* [WHAT YOU HAVE TO DO]: Take every line from the data that has the word "Receiver" in it.

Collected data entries
****************************************

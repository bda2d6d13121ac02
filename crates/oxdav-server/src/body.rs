//! Body bridging between hyper's async bodies and the core's blocking I/O.

use bytes::{Buf, Bytes};
use http_body_util::BodyExt;
use hyper::body::{Body, Frame, Incoming, SizeHint};
use oxdav_core::{RequestBody, ResponseBody};
use std::io::{self, Read};
use std::pin::Pin;
use std::task::{ready, Context, Poll};
use tokio::sync::mpsc;
use tracing::debug;

/// Chunk size used when streaming content out of the store (64 KiB).
const CHUNK_SIZE: usize = 64 * 1024;

/// Chunks buffered between the connection and the blocking side.
const CHANNEL_DEPTH: usize = 4;

type Chunk = io::Result<Bytes>;

/// Blocking reader fed by the task that polls the request body.
///
/// Must only be read from a blocking-pool thread.
struct ChannelReader {
    rx: mpsc::Receiver<Chunk>,
    chunk: Bytes,
}

impl Read for ChannelReader {
    fn read(&mut self, buf: &mut [u8]) -> io::Result<usize> {
        while self.chunk.is_empty() {
            match self.rx.blocking_recv() {
                None => return Ok(0),
                Some(Ok(chunk)) => self.chunk = chunk,
                Some(Err(e)) => return Err(e),
            }
        }
        let n = buf.len().min(self.chunk.len());
        buf[..n].copy_from_slice(&self.chunk[..n]);
        self.chunk.advance(n);
        Ok(n)
    }
}

/// Hand the request body to the core as a blocking reader.
///
/// A pump task forwards data frames until the body ends, the connection
/// fails, or the reader is dropped.
pub(crate) fn request_body(body: Incoming) -> RequestBody {
    if body.is_end_stream() {
        return RequestBody::Empty;
    }

    let (tx, rx) = mpsc::channel::<Chunk>(CHANNEL_DEPTH);
    tokio::spawn(async move {
        let mut body = body;
        while let Some(frame) = body.frame().await {
            let item = match frame {
                Ok(frame) => match frame.into_data() {
                    Ok(data) => Ok(data),
                    // Trailers
                    Err(_) => continue,
                },
                Err(e) => {
                    debug!(error = %e, "request body aborted");
                    Err(io::Error::new(io::ErrorKind::ConnectionAborted, e))
                }
            };
            let failed = item.is_err();
            if tx.send(item).await.is_err() || failed {
                break;
            }
        }
    });

    RequestBody::Reader(Box::new(ChannelReader {
        rx,
        chunk: Bytes::new(),
    }))
}

/// Response body handed to hyper.
#[derive(Debug)]
pub struct DavBody {
    kind: Kind,
}

#[derive(Debug)]
enum Kind {
    Full(Option<Bytes>),
    Channel {
        rx: mpsc::Receiver<Chunk>,
        remaining: u64,
    },
}

impl DavBody {
    pub fn empty() -> Self {
        Self {
            kind: Kind::Full(None),
        }
    }

    pub fn full(bytes: Bytes) -> Self {
        if bytes.is_empty() {
            return Self::empty();
        }
        Self {
            kind: Kind::Full(Some(bytes)),
        }
    }

    /// Stream a blocking reader of known length.
    ///
    /// The reader is drained on the blocking pool; dropping the body stops it.
    pub fn stream(mut reader: Box<dyn Read + Send>, len: u64) -> Self {
        if len == 0 {
            return Self::empty();
        }

        let (tx, rx) = mpsc::channel::<Chunk>(CHANNEL_DEPTH);
        tokio::task::spawn_blocking(move || {
            let mut buf = vec![0u8; CHUNK_SIZE];
            loop {
                match reader.read(&mut buf) {
                    Ok(0) => break,
                    Ok(n) => {
                        if tx.blocking_send(Ok(Bytes::copy_from_slice(&buf[..n]))).is_err() {
                            debug!("response body dropped by client");
                            break;
                        }
                    }
                    Err(e) if e.kind() == io::ErrorKind::Interrupted => {}
                    Err(e) => {
                        let _ = tx.blocking_send(Err(e));
                        break;
                    }
                }
            }
        });

        Self {
            kind: Kind::Channel { rx, remaining: len },
        }
    }
}

impl From<ResponseBody> for DavBody {
    fn from(body: ResponseBody) -> Self {
        match body {
            ResponseBody::Empty => Self::empty(),
            ResponseBody::Bytes(bytes) => Self::full(bytes),
            ResponseBody::Reader { reader, len } => Self::stream(reader, len),
        }
    }
}

impl Body for DavBody {
    type Data = Bytes;
    type Error = io::Error;

    fn poll_frame(
        self: Pin<&mut Self>,
        cx: &mut Context<'_>,
    ) -> Poll<Option<Result<Frame<Bytes>, io::Error>>> {
        match &mut self.get_mut().kind {
            Kind::Full(bytes) => Poll::Ready(bytes.take().map(|b| Ok(Frame::data(b)))),
            Kind::Channel { rx, remaining } => match ready!(rx.poll_recv(cx)) {
                Some(Ok(chunk)) => {
                    *remaining = remaining.saturating_sub(chunk.len() as u64);
                    Poll::Ready(Some(Ok(Frame::data(chunk))))
                }
                Some(Err(e)) => Poll::Ready(Some(Err(e))),
                None => Poll::Ready(None),
            },
        }
    }

    fn is_end_stream(&self) -> bool {
        match &self.kind {
            Kind::Full(bytes) => bytes.is_none(),
            Kind::Channel { remaining, .. } => *remaining == 0,
        }
    }

    fn size_hint(&self) -> SizeHint {
        match &self.kind {
            Kind::Full(bytes) => SizeHint::with_exact(bytes.as_ref().map_or(0, |b| b.len() as u64)),
            Kind::Channel { remaining, .. } => SizeHint::with_exact(*remaining),
        }
    }
}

****************************************

* [EXERCISE SOLUTION]:
    rx: mpsc::Receiver<Chunk>,
        rx: mpsc::Receiver<Chunk>,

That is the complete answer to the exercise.